これは都市計画道路が決定されてからずいぶんと(60年もたっているものもあります)時間がたってしまい、その道路に該当する住民の方々には不便を掛けているのではないかと言うところから見直し作業が始まりました。以下、資料をご報告します。
甲府市都市計画道路網図をご参照ください。

第3段階 見直し候補路線の選定

(1)整備の必要性の検証

各路線(区間)の評価は、都市計画道路が本来備えるべき ①交通機能、②都市環境機能、③都市防災機能、④収容空間機能、⑤市街地形成機能の5つの機能面から、11指標についてチェックした上で、「路線の必要性」と「幅員の必要性」の2つの視点で評価します。

整備の必要性検証フロー
整備の必要性検証フロー

1)路線の必要性

 路線としての必要性は、整備の必要性にかかわる11指標について、1つでも該当する項目がある場合は基本的に路線としての必要性が高い区間と位置付けます。
 但し、該当しない路線(区間)においても、路線の連続性や地域の状況より総合的に検証を行った上で、必要性について判断します。
 上記の検証を行った結果、路線としての必要性が低いと判断される区間については「見直し(廃止)候補路線」とし、路線としての必要性が高いと判断される区間については、次の段階として、「幅員の必要性」のチェックに進みます。

整備の必要性指標
選定の観点指標(案)
交通機能 道路ネットワークを形成する観点からの位置づけが為されている路線 上位計画(山梨県都市計画区域マスタープラン、甲府市都市計画マスタープラン、甲府都市圏総合交通体系調査、甲府市総合計画、甲府市都市計画道路整備プログラム)における位置づけがある。
インターチェンジなどの主要交通拠点から、甲府駅、市役所等周辺の拠点地域へのアクセス路となる。
渋滞緩和路線としての位置づけが為されている路線 道路交通センサスで混雑度が1.25以上の路線・区間(国県道)と並行しているか現道が拡幅される。且つ交差点改良などの渋滞対策の計画がなく、改善の見込みがない。
生活関連性の高い道路として位置づけが為されている路線 学校、病院、商店街、駅、公園など歩行者利用が比較的多いと考えられる施設の主要な出入口が沿道に面している。
中心市街地活性化計画の対象区域内にあり、自転車・歩行者の快適な空間確保の必要性が高い。
路線バス、病院バス、甲府シティシャトル(レトボン)等の公共交通機関の通行に供している。
都市環境機能 都市環境保全・改善の観点から機能を有している路線 甲府市都市計画マスタープランの景観形成の方針の中で、計画的な街路景観を形成すべき主要幹線道路と位置づけられている。
都市防災機能 現況の都市防災機能を補完、強化または振り替えられる路線 甲府市地域防災計画において緊急輸送路に指定されているもしくは避難所・備蓄倉庫が沿道にある。
木造密集住宅地等、災害時の危険性の高い区域における緊急車両の通行等に効果がある。
収容空間機能 都市に必要な収容空間として将来的に位置づけが為されている路線 電線類の地中化計画、共同溝の整備計画、路面電車・LRT等の導入計画がある。
市街地形成機能 土地利用を支援する位置づけが為されている路線 市街地再開発事業、土地区画整理事業実施区域などを通過しているもしくは主要アクセスとなる。

■路線の必要性の検証結果
 路線の必要性について検証を行ったところ、どの指標にも該当せず、必要性が低いと判断されるのは、和戸町山宮島上条線(区間④)、中小河原築地新居線(区間②)、大手二丁目北新線(区間①②)、千塚三丁目羽黒町線の4路線・5区間でした。
以下に検証結果の一覧を、次ページ以降に各指標の検証図を示します。(検証図は掲載を略しました)

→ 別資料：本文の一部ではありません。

use std::collections::HashMap;

use chrono::{Duration, Utc};
use html_table_extract::TableSet;
use serde::Serialize;
use worker::{Context, Env, Request, Response, Result, RouteContext, Router};

use crate::apispec::{self, APISPEC_PATH};
use crate::auth;
use crate::error::ApiError;
use crate::models::{
    AccessTokenResponse, DEFAULT_ACCESS_TOKEN_TTL_SECONDS, DEFAULT_SOURCE_BASE_URL, Report,
};
use crate::source_scraper;

#[derive(Debug, Clone)]
pub struct AppState {
    pub source_base_url: String,
    pub jwt_secret: Option<String>,
    pub access_token_ttl: Duration,
}

impl AppState {
    pub fn from_env(env: &Env) -> Self {
        let source_base_url = env
            .var("SOURCE_BASE_URL")
            .map(|value| value.to_string())
            .unwrap_or_else(|_| DEFAULT_SOURCE_BASE_URL.to_string());

        let jwt_secret = env
            .secret("JWT_SECRET_KEY")
            .map(|value| value.to_string())
            .or_else(|_| env.var("JWT_SECRET_KEY").map(|value| value.to_string()))
            .ok();

        let raw_ttl = env
            .var("ACCESS_TOKEN_TTL_SECONDS")
            .map(|value| value.to_string())
            .ok();
        let access_token_ttl = parse_token_ttl(raw_ttl.as_deref()).unwrap_or_else(|| {
            worker::console_warn!(
                "invalid ACCESS_TOKEN_TTL_SECONDS {raw_ttl:?}; using {DEFAULT_ACCESS_TOKEN_TTL_SECONDS}s"
            );
            Duration::seconds(DEFAULT_ACCESS_TOKEN_TTL_SECONDS)
        });

        Self {
            source_base_url,
            jwt_secret,
            access_token_ttl,
        }
    }
}

pub async fn handle(req: Request, env: Env, _ctx: Context) -> Result<Response> {
    let state = AppState::from_env(&env);

    Router::with_data(state)
        .get("/", docs_route)
        .get(APISPEC_PATH, apispec_route)
        .post("/login", login_route)
        .get_async(Report::Producao.path(), producao_route)
        .get_async(Report::Processamento.path(), processamento_route)
        .get_async(Report::Comercializacao.path(), comercializacao_route)
        .get_async(Report::Importacao.path(), importacao_route)
        .get_async(Report::Exportacao.path(), exportacao_route)
        .run(req, env)
        .await
}

fn docs_route(_req: Request, _ctx: RouteContext<AppState>) -> Result<Response> {
    Response::from_html(apispec::ui_page())
}

fn apispec_route(_req: Request, _ctx: RouteContext<AppState>) -> Result<Response> {
    json_response(&apispec::document())
}

fn login_route(req: Request, ctx: RouteContext<AppState>) -> Result<Response> {
    match login_response(&req, &ctx.data) {
        Ok(response) => json_response(&response),
        Err(error) => error.into_response(),
    }
}

async fn producao_route(req: Request, ctx: RouteContext<AppState>) -> Result<Response> {
    report_route(&req, &ctx.data, Report::Producao).await
}

async fn processamento_route(req: Request, ctx: RouteContext<AppState>) -> Result<Response> {
    report_route(&req, &ctx.data, Report::Processamento).await
}

async fn comercializacao_route(req: Request, ctx: RouteContext<AppState>) -> Result<Response> {
    report_route(&req, &ctx.data, Report::Comercializacao).await
}

async fn importacao_route(req: Request, ctx: RouteContext<AppState>) -> Result<Response> {
    report_route(&req, &ctx.data, Report::Importacao).await
}

async fn exportacao_route(req: Request, ctx: RouteContext<AppState>) -> Result<Response> {
    report_route(&req, &ctx.data, Report::Exportacao).await
}

async fn report_route(req: &Request, state: &AppState, report: Report) -> Result<Response> {
    match report_response(req, state, report).await {
        Ok(tables) => json_response(&tables),
        Err(error) => {
            if error.status_code() >= 500 {
                worker::console_error!("{} request failed: {error}", report.label());
            }
            error.into_response()
        }
    }
}

async fn report_response(
    req: &Request,
    state: &AppState,
    report: Report,
) -> Result<TableSet, ApiError> {
    let authorization = req.headers().get("Authorization")?;
    auth::bearer_token(authorization.as_deref())?;

    source_scraper::fetch_report_tables(report, &state.source_base_url).await
}

fn login_response(req: &Request, state: &AppState) -> Result<AccessTokenResponse, ApiError> {
    let query = parse_query(req)?;
    let access_token = auth::issue_access_token(
        state.jwt_secret.as_deref(),
        query.get("username").map(String::as_str),
        query.get("password").map(String::as_str),
        Utc::now(),
        state.access_token_ttl,
    )?;

    Ok(AccessTokenResponse { access_token })
}

fn json_response<T>(payload: &T) -> Result<Response>
where
    T: Serialize,
{
    let mut response = Response::from_json(payload)?;
    response.headers_mut().set("Cache-Control", "no-store")?;
    Ok(response)
}

fn parse_query(req: &Request) -> Result<HashMap<String, String>, ApiError> {
    let url = req.url()?;
    let query = url
        .query_pairs()
        .map(|(key, value)| (key.to_string(), value.to_string()))
        .collect::<HashMap<_, _>>();
    Ok(query)
}

/// Parses a positive token lifetime in seconds; `None` input means the default.
pub fn parse_token_ttl(raw: Option<&str>) -> Option<Duration> {
    let Some(raw) = raw else {
        return Some(Duration::seconds(DEFAULT_ACCESS_TOKEN_TTL_SECONDS));
    };

    raw.trim()
        .parse::<i64>()
        .ok()
        .filter(|seconds| (1..=i64::from(u32::MAX)).contains(seconds))
        .map(Duration::seconds)
}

指標⑨:木造密集住宅地等、災害時の危険性の高い区域における緊急車両の通行等に効果がある。
※国土交通省において、「地震時等において大規模な火災の可能性があり重点的に改善すべき密集市街地」を抽出した際の条件は「80戸/ha以上の住宅が密集する一団の市街地であり、耐火に関する性能が低い住宅が大半(木造率2/3以上)であること」だが、甲府市内では、この両方の条件に該当する地区はなかった。

指標⑩:電線類の地中化計画、共同溝の整備計画、路面電車・LRT等の導入計画がある。
※甲府市内では、この条件に該当する路線・区間はなかった。

【検証結果一覧】
検証結果一覧

2)幅員の必要性

前述した路線の必要性における該当状況より、計画決定されている幅員が過大である路線・区間を抽出し、見直し(幅員縮小)の候補路線・区間として位置づけます。

■計画幅員20mまたは22mの路線
 20mまたは22mの場合には、4車線道路として整備されるか、2車線道路であれば、広幅員の自転車歩行者道や停車帯、植樹帯の設置、自転車道の分離なども可能となります。
 このため、幹線道路としての位置づけがあって自動車のための整備の必要性が高く、かつ、自転車・歩行者の快適な空間を確保すべき路線では、20〜22mの幅員が必要といえます。このような路線を、指標から抽出すると、以下のA、Bの両方に該当するような箇所が考えられます。

A:道路ネットワークを形成する観点からの位置づけが為されている路線(①または②に該当)
B:中心市街地活性化計画の対象区域内にあり、自転車・歩行者の快適な空間確保の必要性が高い路線(⑤に該当)

【計画幅員のイメージ図】
計画幅員のイメージ図
○主要幹線道路としての位置付けが高い(指標①または②)
○自転車、歩行者の空間確保(分離)の必要性が高い(指標⑤)

■計画幅員16mの路線
 16mの場合には、基本的に2車線道路で、標準的な幅員の自転車歩行者道に加え停車帯もしくは植樹帯を設置することが可能です。
 このため、幹線道路としての位置づけがあって、自動車と自転車・歩行者を分離する必要性の高い路線や、バス等が通行しやすい空間としての整備が求められる路線、植樹帯等による景観形成の必要性が高い路線などでは、16mの幅員が必要といえます。このような路線を、指標から抽出すると、以下のA〜Cのそれぞれどれかに該当するような箇所が考えられます。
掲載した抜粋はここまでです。